The Rangers announced this afternoon that catcher Mitch Garver is returning from the 10-day injured list. To open space on the active roster, corner outfielder Nick Solak has been optioned to Triple-A Round Rock. Texas also announced that veteran infielder Matt Carpenter has been released from his minor league contract, making him a free agent.
Garver returns after a minimal IL stint because of a muscle strain in his forearm. Texas acquired the power-hitting backstop in a key offseason deal with the Twins, and he’s thus far appeared in 22 games with his new team. Garver is off to a relatively slow start, hitting .205/.292/.346 with a trio of homers in 89 trips to the plate. Backup catcher Jonah Heim has been excellent all season, though, and he and Garver figure to share a fair bit of time behind the dish and at designated hitter.
Solak is a former second-round pick and highly-regarded prospect. Texas acquired him from the Rays in July 2019 for reliever Pete Fairbanks, hoping they’d landed their long-term second baseman. The right-handed hitter had put up excellent numbers in the Yankees and Rays farm systems before the deal, which continued down the stretch at Texas’ top affiliate. Solak made his MLB debut late that season and hit .293/.393/.491 through his first 33 games, a continuation of the offensive upside he’d shown in the minors.
Unfortunately, he hasn’t managed to build off that early success. Solak didn’t hit for much power during the shortened 2020 season, and he stumbled to a .242/.314/.362 line over a personal-high 511 plate appearances last year. He also rated poorly defensively at the keystone, echoing concerns about his glovework that have persisted since his days as a prospect. After Texas signed a new double-play tandem of Corey Seager and Marcus Semien, they bumped Solak off the dirt entirely. He’s played exclusively left field and designated hitter to this point in 2022.

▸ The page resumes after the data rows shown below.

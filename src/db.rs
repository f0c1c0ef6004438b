use crate::config::Config;
use crate::model::SequenceStatus;
use chrono::{DateTime, Utc};
use eyre::{Result, WrapErr};
use sqlx::postgres::PgPoolOptions;
use sqlx::{Executor, PgPool};
use std::time::Duration;

/// Build the connection pool: capped connections, and a server-side
/// statement timeout applied to every connection as it joins the pool.
pub async fn connect(cfg: &Config) -> Result<PgPool> {
    let statement_timeout_ms = cfg.statement_timeout.as_millis() as u64;

    let pool = PgPoolOptions::new()
        .max_connections(cfg.max_db_connections)
        .acquire_timeout(Duration::from_secs(30))
        .after_connect(move |conn, _meta| {
            Box::pin(async move {
                let stmt = format!("SET statement_timeout = '{statement_timeout_ms}ms'");
                conn.execute(stmt.as_str()).await?;
                Ok(())
            })
        })
        .connect(&cfg.db_url)
        .await
        .wrap_err_with(|| format!("failed to connect to {}", cfg.redacted_db_url()))?;

    Ok(pool)
}

/// Apply the idempotent bootstrap DDL.
pub async fn ensure_schema(pool: &PgPool) -> Result<()> {
    sqlx::raw_sql(include_str!("../schema.sql"))
        .execute(pool)
        .await
        .wrap_err("schema bootstrap failed")?;
    Ok(())
}

/// The backfill cutoff: the most recent closed_at already present.
pub async fn most_recent_closed_at(pool: &PgPool) -> Result<Option<DateTime<Utc>>> {
    let max: Option<DateTime<Utc>> = sqlx::query_scalar("SELECT MAX(closed_at) FROM changesets")
        .fetch_one(pool)
        .await
        .wrap_err("cutoff date query failed")?;
    Ok(max)
}

/// Record a sequence's state transition. Terminal transitions also refresh
/// the legacy metadata row (monotonic; never regresses).
pub async fn mark_sequence(
    pool: &PgPool,
    sequence: u64,
    status: SequenceStatus,
    error_message: Option<&str>,
) -> Result<()> {
    sqlx::query(
        r#"
        INSERT INTO sequences (sequence_number, status, error_message, ingested_at)
        VALUES ($1, $2, $3, now())
        ON CONFLICT (sequence_number) DO UPDATE
        SET status = EXCLUDED.status,
            error_message = EXCLUDED.error_message,
            ingested_at = now()
        "#,
    )
    .bind(sequence as i64)
    .bind(status.as_str())
    .bind(error_message)
    .execute(pool)
    .await
    .wrap_err_with(|| format!("failed to mark sequence {sequence} {status}"))?;

    if status.is_terminal() {
        sqlx::query(
            r#"
            INSERT INTO metadata (id, state, timestamp)
            VALUES (1, $1, now())
            ON CONFLICT (id) DO UPDATE
            SET state = EXCLUDED.state, timestamp = now()
            WHERE metadata.state IS NULL
               OR metadata.state::bigint < EXCLUDED.state::bigint
            "#,
        )
        .bind(sequence.to_string())
        .execute(pool)
        .await
        .wrap_err("failed to refresh metadata row")?;
    }

    Ok(())
}

/// Lowest and highest sequence with a terminal row, if any.
pub async fn terminal_bounds(pool: &PgPool) -> Result<Option<(u64, u64)>> {
    let row: (Option<i64>, Option<i64>) = sqlx::query_as(
        "SELECT MIN(sequence_number), MAX(sequence_number)
         FROM sequences WHERE status IN ('backfilled', 'empty')",
    )
    .fetch_one(pool)
    .await
    .wrap_err("terminal bounds query failed")?;

    match row {
        (Some(lo), Some(hi)) => Ok(Some((lo as u64, hi as u64))),
        _ => Ok(None),
    }
}

/// Sequence numbers in [lo, hi] whose row is missing or non-terminal.
pub async fn sequence_gaps(pool: &PgPool, lo: u64, hi: u64) -> Result<Vec<u64>> {
    if lo > hi {
        return Ok(Vec::new());
    }
    let rows: Vec<i64> = sqlx::query_scalar(
        r#"
        SELECT gs.seq
        FROM generate_series($1::bigint, $2::bigint) AS gs(seq)
        LEFT JOIN sequences s ON s.sequence_number = gs.seq
        WHERE s.sequence_number IS NULL
           OR s.status NOT IN ('backfilled', 'empty')
        ORDER BY gs.seq
        "#,
    )
    .bind(lo as i64)
    .bind(hi as i64)
    .fetch_all(pool)
    .await
    .wrap_err("gap scan failed")?;

    Ok(rows.into_iter().map(|v| v as u64).collect())
}

/// Flip `processing` rows older than the grace interval to `failed` so they
/// re-enter the retry path. Returns the reclaimed sequence numbers.
pub async fn reclaim_stale_processing(pool: &PgPool, grace: Duration) -> Result<Vec<u64>> {
    let rows: Vec<i64> = sqlx::query_scalar(
        r#"
        UPDATE sequences
        SET status = 'failed',
            error_message = 'processing timed out; reclaimed',
            ingested_at = now()
        WHERE status = 'processing'
          AND ingested_at < now() - make_interval(secs => $1)
        RETURNING sequence_number
        "#,
    )
    .bind(grace.as_secs_f64())
    .fetch_all(pool)
    .await
    .wrap_err("stale processing reclaim failed")?;

    Ok(rows.into_iter().map(|v| v as u64).collect())
}
use chrono::{DateTime, Utc};
use serde::{Deserialize, Serialize};
use std::collections::BTreeMap;
use std::fmt;

/// Two coordinates closer than this are collapsed to a single point.
pub const DEGENERATE_SPAN: f64 = 1e-7;

/// One discussion comment attached to a changeset.
///
/// Persisted as an element of the `comments` JSONB array.
#[derive(Debug, Clone, PartialEq, Serialize, Deserialize)]
pub struct ChangesetComment {
    pub uid: i64,
    pub username: String,
    pub date: Option<DateTime<Utc>>,
    pub text: String,
}

/// A changeset bounding box. Exists only when the source element carried all
/// four coordinate attributes.
#[derive(Debug, Clone, Copy, PartialEq)]
pub struct BoundingBox {
    pub min_lon: f64,
    pub min_lat: f64,
    pub max_lon: f64,
    pub max_lat: f64,
}

impl BoundingBox {
    /// All four coordinates within valid lon/lat ranges.
    pub fn is_valid(&self) -> bool {
        let lon_ok = |v: f64| (-180.0..=180.0).contains(&v);
        let lat_ok = |v: f64| (-90.0..=90.0).contains(&v);
        lon_ok(self.min_lon) && lon_ok(self.max_lon) && lat_ok(self.min_lat) && lat_ok(self.max_lat)
    }

    /// Both spans below the degenerate threshold.
    pub fn is_degenerate(&self) -> bool {
        (self.max_lon - self.min_lon).abs() < DEGENERATE_SPAN
            && (self.max_lat - self.min_lat).abs() < DEGENERATE_SPAN
    }

    /// WKT rendering: a POINT for a degenerate box, otherwise the closed
    /// envelope ring. SRID 4326 is applied at write time by the store.
    pub fn to_wkt(&self) -> String {
        if self.is_degenerate() {
            format!("POINT({} {})", self.min_lon, self.min_lat)
        } else {
            format!(
                "POLYGON(({} {}, {} {}, {} {}, {} {}, {} {}))",
                self.min_lon,
                self.min_lat,
                self.max_lon,
                self.min_lat,
                self.max_lon,
                self.max_lat,
                self.min_lon,
                self.max_lat,
                self.min_lon,
                self.min_lat,
            )
        }
    }
}

/// A parsed changeset record: the parser creates these, the upserter consumes
/// them.
#[derive(Debug, Clone, PartialEq)]
pub struct Changeset {
    pub id: i64,
    pub username: Option<String>,
    pub uid: i64,
    pub created_at: DateTime<Utc>,
    pub closed_at: Option<DateTime<Utc>>,
    pub open: bool,
    pub num_changes: i32,
    pub comments_count: i32,
    pub bbox: Option<BoundingBox>,
    pub tags: BTreeMap<String, String>,
    pub comments: Vec<ChangesetComment>,
}

impl Changeset {
    pub fn bbox_wkt(&self) -> Option<String> {
        self.bbox.map(|b| b.to_wkt())
    }
}

/// Lifecycle of one replication file.
///
/// Terminal states are `Backfilled` and `Empty`; `Failed` re-enters the queue
/// through the retry manager until its attempt budget runs out.
#[derive(Debug, Clone, Copy, PartialEq, Eq)]
pub enum SequenceStatus {
    Pending,
    Processing,
    Backfilled,
    Empty,
    Failed,
}

impl SequenceStatus {
    pub fn as_str(&self) -> &'static str {
        match self {
            SequenceStatus::Pending => "pending",
            SequenceStatus::Processing => "processing",
            SequenceStatus::Backfilled => "backfilled",
            SequenceStatus::Empty => "empty",
            SequenceStatus::Failed => "failed",
        }
    }

    pub fn is_terminal(&self) -> bool {
        matches!(self, SequenceStatus::Backfilled | SequenceStatus::Empty)
    }
}

impl fmt::Display for SequenceStatus {
    fn fmt(&self, f: &mut fmt::Formatter<'_>) -> fmt::Result {
        f.write_str(self.as_str())
    }
}

#[cfg(test)]
mod tests {
    use super::*;

    fn bbox(min_lon: f64, min_lat: f64, max_lon: f64, max_lat: f64) -> BoundingBox {
        BoundingBox {
            min_lon,
            min_lat,
            max_lon,
            max_lat,
        }
    }

    #[test]
    fn degenerate_box_renders_as_point() {
        let b = bbox(180.0, 0.0, 180.0, 0.0);
        assert!(b.is_degenerate());
        assert_eq!(b.to_wkt(), "POINT(180 0)");
    }

    #[test]
    fn spans_at_threshold_are_not_degenerate() {
        // Exactly 1e-7 on one axis is already a rectangle.
        let b = bbox(0.0, 20.0, DEGENERATE_SPAN, 20.0);
        assert!(!b.is_degenerate());
        assert!(b.to_wkt().starts_with("POLYGON(("));
    }

    #[test]
    fn polygon_ring_is_closed() {
        let b = bbox(-1.5, -2.5, 3.0, 4.0);
        let wkt = b.to_wkt();
        assert_eq!(
            wkt,
            "POLYGON((-1.5 -2.5, 3 -2.5, 3 4, -1.5 4, -1.5 -2.5))"
        );
    }

    #[test]
    fn coordinate_range_validation() {
        assert!(bbox(-180.0, -90.0, 180.0, 90.0).is_valid());
        assert!(!bbox(-180.1, 0.0, 0.0, 0.0).is_valid());
        assert!(!bbox(0.0, 0.0, 0.0, 90.5).is_valid());
    }

    #[test]
    fn status_names_match_store_values() {
        for (status, name) in [
            (SequenceStatus::Pending, "pending"),
            (SequenceStatus::Processing, "processing"),
            (SequenceStatus::Backfilled, "backfilled"),
            (SequenceStatus::Empty, "empty"),
            (SequenceStatus::Failed, "failed"),
        ] {
            assert_eq!(status.as_str(), name);
        }
        assert!(SequenceStatus::Backfilled.is_terminal());
        assert!(SequenceStatus::Empty.is_terminal());
        assert!(!SequenceStatus::Failed.is_terminal());
    }

    #[test]
    fn comment_json_shape() {
        let c = ChangesetComment {
            uid: 42,
            username: "mapper".to_string(),
            date: Some("2024-06-01T12:00:00Z".parse().unwrap()),
            text: "looks good".to_string(),
        };
        let v = serde_json::to_value(&c).unwrap();
        assert_eq!(v["uid"], 42);
        assert_eq!(v["username"], "mapper");
        assert_eq!(v["text"], "looks good");
        assert!(v["date"].is_string());
    }
}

Falling further down the defensive spectrum only raises the pressure on the 27-year-old to hit. He got off to a strong start this year, primarily on the short side of a platoon. He hasn’t performed in May, however, and Texas will now send him back to the minors for more regular run. Through his first 75 plate appearances (more than half of which have come against left-handed pitching), Solak owns a .209/.293/.313 line.
Depending on how long he’s in the minors, the optional assignment could have an impact on Solak’s service trajectory. He’s on pace to hit free agency after the 2025 season, having entered the season with two years and 28 days of service time. Spending more than a month in the minors would jeopardize his ability to reach the three-year threshold after this season, although Solak will eventually need to perform better for the Rangers to tender him contracts throughout his arbitration years anyhow. With a .253/.327/.372 career line and currently squeezed off the active roster, Solak may find himself as a change-of-scenery candidate over the next couple months.
Carpenter, meanwhile, signed a non-roster deal during Spring Training. It marked a homecoming for the former TCU star, who had previously spent his entire career with the Cardinals. A three-time All-Star and two-time top ten finisher in MVP balloting in St. Louis, Carpenter saw his production turn sharply downwards by 2019. He had significant struggles in both 2020-21 and didn’t land an MLB roster spot after the Cards bought him out last fall.
The 36-year-old spoke over the offseason about the necessity to overhaul his hitting mechanics to rediscover his production at the plate. The early results have been encouraging, as Carpenter hit .275/.379/.613 and popped six homers in 21 games for Round Rock. Texas didn’t feel they had big league at-bats to offer, however, and the sides mutually agreed to part ways, relays Levi Weaver of the Athletic. It stands to reason there’ll be other teams willing to offer Carpenter a new minor league deal after his strong start for the Express.